Jury selection began on Monday in Riverhead in the retrial of Ann Marie Drago for the death of anti-gang activist Evelyn Rodriguez. NewsdayTV's Steve Langford reports. Credit: Newsday/James Carbone; File Footage; Photo Credit: Danielle Silverman

Jury selection will begin Monday in the second trial of a Patchogue nurse whose criminally negligent homicide conviction was overturned in the 2018 death of Brentwood anti-gang activist Evelyn Rodriguez.

Ann Marie Drago, 62, of Patchogue, will stand trial before Suffolk Supreme Court Justice Richard Ambro in Riverhead this month. Opening arguments are expected Oct. 10, according to the Suffolk County District Attorney’s Office.

Drago was convicted in March 2020 for killing Rodriguez by driving over her on the same Brentwood street where Rodriguez's daughter, Kayla Cuevas, was killed by MS-13 gang members two years earlier. Drago had been sentenced to nine months in state prison but spent only a week behind bars before the judge who presided over her first trial granted her release while she appealed.

Drago’s conviction was ultimately overturned in July 2022, when a state appeals court ruled prosecutors made improper comments during her three-week trial before then-acting State Supreme Court Justice Fernando Camacho.

The four-judge panel of the Brooklyn-based New York Supreme Court Appellate Division said prosecutor Marc Lindemann, during his summation, “mischaracterized the evidence relating to the charge of criminally negligent homicide and confused the jury by repeatedly using language to suggest that the defendant’s conduct in striking Rodriguez with the vehicle was intentional or reckless."

The ruling added that the prosecutor “continually evoked sympathy for Rodriguez by calling her a 'grieving mother' and referencing her 'murdered daughter' while the prosecutor continually denigrated the defense, referring to defense theories, repeatedly, as 'excuses,' and also as 'garbage,' and he falsely and provocatively claimed that the 'defense repeatedly argued that the death of Kayla … was an inconvenience and a nuisance.'"

Lindemann has since left the district attorney’s office.

Suffolk County District Attorney Ray Tierney, who had not yet been elected when Drago was tried the first time, announced last August that his office would retry the case.

Rodriguez, a Brentwood resident, had set up the memorial in front of the home of Drago’s mother before a vigil that was planned to mark the two-year anniversary of the discovery of Kayla’s remains on the property.

Rodriguez suffered a fractured skull and brain injury less than 300 feet from that location in an encounter that News 12 Long Island recorded on video, a key piece of evidence that was played for the jury at trial.

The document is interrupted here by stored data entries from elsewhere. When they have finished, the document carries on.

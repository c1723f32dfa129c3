use dashmap::DashMap;
use tokio::sync::broadcast;

use crate::model::{Event, RoomDay};

const CHANNEL_CAPACITY: usize = 256;

/// Broadcast hub for booking changes, one channel per (room, date).
/// Embedders subscribe to watch a day's schedule change as commits and
/// cancellations land.
pub struct NotifyHub {
    channels: DashMap<RoomDay, broadcast::Sender<Event>>,
}

impl Default for NotifyHub {
    fn default() -> Self {
        Self::new()
    }
}

impl NotifyHub {
    pub fn new() -> Self {
        Self {
            channels: DashMap::new(),
        }
    }

    /// Subscribe to changes for one room/day. Creates the channel if needed.
    pub fn subscribe(&self, key: RoomDay) -> broadcast::Receiver<Event> {
        let sender = self
            .channels
            .entry(key)
            .or_insert_with(|| broadcast::channel(CHANNEL_CAPACITY).0);
        sender.subscribe()
    }

    /// Send a change notification. No-op if nobody is listening.
    pub fn send(&self, key: &RoomDay, event: &Event) {
        if let Some(sender) = self.channels.get(key) {
            let _ = sender.send(event.clone());
        }
    }

    /// Drop a channel once a day is no longer interesting.
    pub fn remove(&self, key: &RoomDay) {
        self.channels.remove(key);
    }
}

#[cfg(test)]
mod tests {
    use super::*;
    use crate::model::DateKey;
    use ulid::Ulid;

    fn key() -> RoomDay {
        RoomDay {
            room_id: "tspi-east".into(),
            date: DateKey::parse("2024-06-03").unwrap(),
        }
    }

    #[tokio::test]
    async fn subscribe_and_receive() {
        let hub = NotifyHub::new();
        let k = key();
        let mut rx = hub.subscribe(k.clone());

        let event = Event::BookingCancelled {
            id: Ulid::new(),
            room_id: k.room_id.clone(),
            date: k.date.clone(),
        };
        hub.send(&k, &event);

        let received = rx.recv().await.unwrap();
        assert_eq!(received, event);
    }

    #[tokio::test]
    async fn send_without_subscribers_is_noop() {
        let hub = NotifyHub::new();
        let k = key();
        hub.send(
            &k,
            &Event::BookingCancelled {
                id: Ulid::new(),
                room_id: k.room_id.clone(),
                date: k.date.clone(),
            },
        );
    }

    #[tokio::test]
    async fn removed_channel_stops_delivery() {
        let hub = NotifyHub::new();
        let k = key();
        let mut rx = hub.subscribe(k.clone());
        hub.remove(&k);
        hub.send(
            &k,
            &Event::BookingCancelled {
                id: Ulid::new(),
                room_id: k.room_id.clone(),
                date: k.date.clone(),
            },
        );
        // Sender dropped with the channel, so the receiver sees Closed.
        assert!(matches!(
            rx.recv().await,
            Err(broadcast::error::RecvError::Closed)
        ));
    }
}
mod conflict;
mod error;
mod mutations;
mod queries;

pub use error::EngineError;

use std::io;
use std::path::PathBuf;
use std::sync::Arc;

use dashmap::DashMap;
use tokio::sync::{mpsc, oneshot, RwLock};
use ulid::Ulid;

use crate::model::*;
use crate::notify::NotifyHub;
use crate::wal::Wal;

pub type SharedDaySchedule = Arc<RwLock<DaySchedule>>;

// ── Group-commit WAL channel ─────────────────────────────

pub(super) enum WalCommand {
    Append {
        event: Event,
        response: oneshot::Sender<io::Result<()>>,
    },
    Compact {
        events: Vec<Event>,
        response: oneshot::Sender<io::Result<()>>,
    },
    AppendsSinceCompact {
        response: oneshot::Sender<u64>,
    },
}

/// Background task that owns the WAL and batches appends for group commit.
/// 1. Block until the first Append arrives.
/// 2. Buffer it (no fsync).
/// 3. Drain all immediately available Appends (the batch window).
/// 4. Single flush_sync for the whole batch.
/// 5. Respond Ok to all senders.
async fn wal_writer_loop(mut wal: Wal, mut rx: mpsc::Receiver<WalCommand>) {
    while let Some(cmd) = rx.recv().await {
        match cmd {
            WalCommand::Append { event, response } => {
                let mut batch = vec![(event, response)];

                // Drain all immediately available appends
                loop {
                    match rx.try_recv() {
                        Ok(WalCommand::Append { event, response }) => {
                            batch.push((event, response));
                        }
                        Ok(other) => {
                            // Flush the current batch first, then handle the
                            // non-append command
                            flush_and_respond(&mut wal, &mut batch);
                            handle_non_append(&mut wal, other);
                            break;
                        }
                        Err(_) => break, // channel empty — flush batch
                    }
                }

                if !batch.is_empty() {
                    flush_and_respond(&mut wal, &mut batch);
                }
            }
            other => handle_non_append(&mut wal, other),
        }
    }
}

fn flush_and_respond(wal: &mut Wal, batch: &mut Vec<(Event, oneshot::Sender<io::Result<()>>)>) {
    metrics::histogram!(crate::observability::WAL_FLUSH_BATCH_SIZE).record(batch.len() as f64);
    let flush_start = std::time::Instant::now();
    let result = flush_batch(wal, batch);
    metrics::histogram!(crate::observability::WAL_FLUSH_DURATION_SECONDS)
        .record(flush_start.elapsed().as_secs_f64());

    for (_, tx) in batch.drain(..) {
        let r = match &result {
            Ok(()) => Ok(()),
            Err(e) => Err(io::Error::new(e.kind(), e.to_string())),
        };
        let _ = tx.send(r);
    }
}

fn flush_batch(wal: &mut Wal, batch: &[(Event, oneshot::Sender<io::Result<()>>)]) -> io::Result<()> {
    let mut append_err: Option<io::Error> = None;
    for (event, _) in batch.iter() {
        if let Err(e) = wal.append_buffered(event) {
            append_err = Some(e);
            break;
        }
    }
    // Always flush — even on append error — so partially buffered bytes
    // don't leak into the next batch (callers were told this batch failed).
    let flush_err = wal.flush_sync().err();
    if let Some(e) = append_err {
        return Err(e);
    }
    if let Some(e) = flush_err {
        return Err(e);
    }
    Ok(())
}

fn handle_non_append(wal: &mut Wal, cmd: WalCommand) {
    match cmd {
        WalCommand::Compact { events, response } => {
            let result = Wal::write_compact_file(wal.path(), &events)
                .and_then(|()| wal.swap_compact_file());
            let _ = response.send(result);
        }
        WalCommand::AppendsSinceCompact { response } => {
            let _ = response.send(wal.appends_since_compact());
        }
        WalCommand::Append { .. } => unreachable!(),
    }
}

/// The booking store and conflict resolver.
///
/// Every (room, date) partition lives behind its own `RwLock`; commit and
/// cancel hold the partition write lock across check + WAL append + apply,
/// which is what makes racing commits on one partition serialize.
pub struct Engine {
    pub(super) days: DashMap<RoomDay, SharedDaySchedule>,
    pub(super) wal_tx: mpsc::Sender<WalCommand>,
    pub notify: Arc<NotifyHub>,
    /// Reverse lookup: booking id → owning (room, date).
    pub(super) booking_days: DashMap<Ulid, RoomDay>,
}

/// Apply an event directly to a DaySchedule (no locking — caller holds the lock).
fn apply_to_day(day: &mut DaySchedule, event: &Event, index: &DashMap<Ulid, RoomDay>) {
    match event {
        Event::BookingsCommitted { bookings } => {
            for booking in bookings {
                index.insert(booking.id, booking.room_day());
                day.insert_booking(booking.clone());
            }
        }
        Event::BookingCancelled { id, .. } => {
            day.remove_booking(*id);
            index.remove(id);
        }
    }
}

impl Engine {
    pub fn new(wal_path: PathBuf, notify: Arc<NotifyHub>) -> io::Result<Self> {
        let events = Wal::replay(&wal_path)?;
        let wal = Wal::open(&wal_path)?;
        let (wal_tx, wal_rx) = mpsc::channel(4096);
        tokio::spawn(wal_writer_loop(wal, wal_rx));

        let engine = Self {
            days: DashMap::new(),
            wal_tx,
            notify,
            booking_days: DashMap::new(),
        };

        // Replay — we're the sole owner of these Arcs, so try_write always
        // succeeds instantly. Never use blocking_write here because this may
        // run inside an async context (e.g. lazy tenant creation).
        for event in &events {
            match event {
                Event::BookingsCommitted { bookings } => {
                    let Some(first) = bookings.first() else { continue };
                    let day = engine.day_or_create(&first.room_id, &first.date);
                    let mut guard = day.try_write().expect("replay: uncontended write");
                    apply_to_day(&mut guard, event, &engine.booking_days);
                }
                Event::BookingCancelled { room_id, date, .. } => {
                    let key = RoomDay {
                        room_id: room_id.clone(),
                        date: date.clone(),
                    };
                    if let Some(day) = engine.day(&key) {
                        let mut guard = day.try_write().expect("replay: uncontended write");
                        apply_to_day(&mut guard, event, &engine.booking_days);
                    }
                }
            }
        }

        Ok(engine)
    }

    /// Write an event to the WAL via the background group-commit writer.
    async fn wal_append(&self, event: &Event) -> Result<(), EngineError> {
        let (tx, rx) = oneshot::channel();
        self.wal_tx
            .send(WalCommand::Append {
                event: event.clone(),
                response: tx,
            })
            .await
            .map_err(|_| EngineError::WalError("WAL writer shut down".into()))?;
        rx.await
            .map_err(|_| EngineError::WalError("WAL writer dropped response".into()))?
            .map_err(|e| EngineError::WalError(e.to_string()))
    }

    pub fn day(&self, key: &RoomDay) -> Option<SharedDaySchedule> {
        self.days.get(key).map(|e| e.value().clone())
    }

    /// Partitions spring into existence on first use. Room ids are opaque
    /// here; catalog validation belongs to the caller.
    pub(super) fn day_or_create(&self, room_id: &str, date: &DateKey) -> SharedDaySchedule {
        let key = RoomDay {
            room_id: room_id.to_string(),
            date: date.clone(),
        };
        self.days
            .entry(key)
            .or_insert_with(|| {
                Arc::new(RwLock::new(DaySchedule::new(
                    room_id.to_string(),
                    date.clone(),
                )))
            })
            .clone()
    }

    /// WAL-append + apply + notify in one call. Memory is only touched after
    /// the WAL accepted the event, so a failed append changes nothing.
    pub(super) async fn persist_and_apply(
        &self,
        day: &mut DaySchedule,
        event: &Event,
    ) -> Result<(), EngineError> {
        self.wal_append(event).await?;
        apply_to_day(day, event, &self.booking_days);
        let key = RoomDay {
            room_id: day.room_id.clone(),
            date: day.date.clone(),
        };
        self.notify.send(&key, event);
        Ok(())
    }
}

Drago said at her sentencing that she was sorry for what she called “an instinctive decision” that caused Rodriguez’s “very tragic and unnecessary death.”

The defendant, who also was convicted of criminal mischief and petit larceny, pledged then to “take my punishment, whatever the court decides.”

Drago’s former attorney, Stephen Kunken, had told jurors that the crash on Sept. 14, 2018, was a “tragic accident.” He said Drago had feared for her life after Rodriguez and Freddy Cuevas, Rodriguez’s partner and Kayla’s father, ran up to her Nissan and shouted expletives while pointing at her.

Rodriguez received nationwide attention as an activist for speaking out against MS-13 after she was the guest of then-President Donald Trump during a 2018 State of the Union.